### TASK TO CARRY OUT
What lines in the data below mention the string "when"? Copy them out.

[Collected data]
━━━━━━━━━━━━━━━━━━━━━━━━━━━━━━

//! jsonish command-line tool for checking, compacting and pretty-printing
//! jsonish documents.
//!
//! Usage: jsonish [OPTIONS] [FILE]
//!
//! Reads FILE (or stdin when FILE is absent or `-`), parses it, and writes
//! the re-encoded document to stdout, `--output`, or back to FILE with
//! `--write`.

use anyhow::{bail, Context, Result};
use clap::Parser;
use clap_verbosity_flag::{Verbosity, WarnLevel};
use libjsonish::{
    encode, parse_file_with_options, parse_with_options, pretty_print, Format, ParseOptions, Value,
};
use std::fs;
use std::io::{self, Read, Write};
use std::path::{Path, PathBuf};
use std::process;

#[derive(Parser, Debug)]
#[command(name = "jsonish", author, version, about, long_about = None)]
struct Cli {
    /// Input file; stdin when absent or `-`
    file: Option<PathBuf>,

    /// Require quoted keys and reject content after the value
    #[arg(long)]
    strict: bool,

    /// Write the compact single-line form
    #[arg(short, long, conflicts_with_all = ["indent", "tab"])]
    compact: bool,

    /// Spaces per indentation level
    #[arg(long, value_name = "N", default_value_t = 4)]
    indent: usize,

    /// Indent with tabs instead of spaces
    #[arg(long, conflicts_with = "indent")]
    tab: bool,

    /// Only check that the input parses; prints "ok"
    #[arg(long, conflicts_with_all = ["output", "write"])]
    check: bool,

    /// Write output to this file instead of stdout
    #[arg(short, long, value_name = "FILE", conflicts_with = "write")]
    output: Option<PathBuf>,

    /// Rewrite the input file in place
    #[arg(short, long)]
    write: bool,

    #[command(flatten)]
    verbose: Verbosity<WarnLevel>,
}

impl Cli {
    fn input_path(&self) -> Option<&Path> {
        self.file.as_deref().filter(|p| *p != Path::new("-"))
    }

    fn indent_unit(&self) -> String {
        if self.tab {
            "\t".to_string()
        } else {
            " ".repeat(self.indent)
        }
    }

    fn render(&self, value: &Value) -> String {
        if self.compact {
            encode(value, Format::Compact)
        } else {
            pretty_print(value, &self.indent_unit(), 0)
        }
    }
}

fn main() {
    let cli = Cli::parse();

    env_logger::Builder::new()
        .filter_level(cli.verbose.log_level_filter())
        .init();

    if let Err(e) = run(&cli) {
        eprintln!("Error: {:#}", e);
        process::exit(1);
    }
}

fn run(cli: &Cli) -> Result<()> {
    if cli.write && cli.input_path().is_none() {
        bail!("--write needs an input file");
    }

    let options = ParseOptions::new().strict(cli.strict);
    let value = match cli.input_path() {
        Some(path) => parse_file_with_options(path, &options)?,
        None => parse_with_options(&read_stdin()?, &options)?,
    };
    log::info!(
        "parsed {}",
        cli.input_path()
            .map_or_else(|| "stdin".to_string(), |p| p.display().to_string())
    );

    if cli.check {
        println!("ok");
        return Ok(());
    }

    let mut output = cli.render(&value);
    output.push('\n');

    let target = if cli.write {
        cli.input_path()
    } else {
        cli.output.as_deref()
    };

    match target {
        Some(path) => {
            log::debug!("writing {}", path.display());
            fs::write(path, output).with_context(|| format!("writing {}", path.display()))
        }
        None => io::stdout()
            .write_all(output.as_bytes())
            .context("writing stdout"),
    }
}

fn read_stdin() -> Result<String> {
    let mut buffer = String::new();
    io::stdin()
        .read_to_string(&mut buffer)
        .context("reading stdin")?;
    Ok(buffer)
}
use tracing::{debug, info, warn};

use crate::{
    Harness, Report, Suite,
    reporter::Reporter,
    testable::{Event, Testable},
};

/// Turns every lifecycle event into a `tracing` event.
///
/// `depth` is the nesting level of the reported testables, the root is at 0.
#[derive(Debug, Default, Clone, Copy)]
pub struct TracingReporter {
    depth: usize,
}

impl TracingReporter {
    pub fn new() -> Self {
        Self::default()
    }
}

impl Reporter for TracingReporter {
    fn with_harness(&mut self, harness: &Harness) {
        info!(tests = harness.number_of_tests(), "starting run");
    }

    fn with_suite(&mut self, _: &Suite) -> Box<dyn Reporter> {
        Box::new(TracingReporter {
            depth: self.depth + 1,
        })
    }

    fn on_event(&mut self, testable: &dyn Testable, event: Event) {
        let depth = self.depth;
        let kind = testable.kind();
        let description = testable.description();
        let point = testable.point();
        match event {
            Event::Started => debug!(depth, ?kind, description, ?point, "started"),
            Event::Passed => info!(depth, ?kind, description, ?point, "passed"),
            Event::Failed => warn!(
                depth,
                ?kind,
                description,
                ?point,
                errors = ?testable.errors(),
                "failed"
            ),
            Event::Skipped => info!(
                depth,
                ?kind,
                description,
                ?point,
                reason = ?testable.reason(),
                "skipped"
            ),
            Event::Finished => debug!(
                depth,
                ?kind,
                description,
                outcome = ?testable.result(),
                duration = ?testable.duration(),
                "finished"
            ),
        }
    }

    fn on_report(&mut self, report: &Report) {
        let stats = report.stats();
        info!(
            result = ?report.result(),
            tests = stats.tests_total,
            passed = stats.passed,
            failed = stats.failed,
            skipped = stats.skipped,
            incomplete = report.incomplete(),
            duration = ?report.duration,
            "run finished"
        );
    }
}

━━━━━━━━━━━━━━━━━━━━━━━━━━━━━━

### ANSWER SPACE
//! Reads FILE (or stdin when FILE is absent or `-`), parses it, and writes
    /// Input file; stdin when absent or `-`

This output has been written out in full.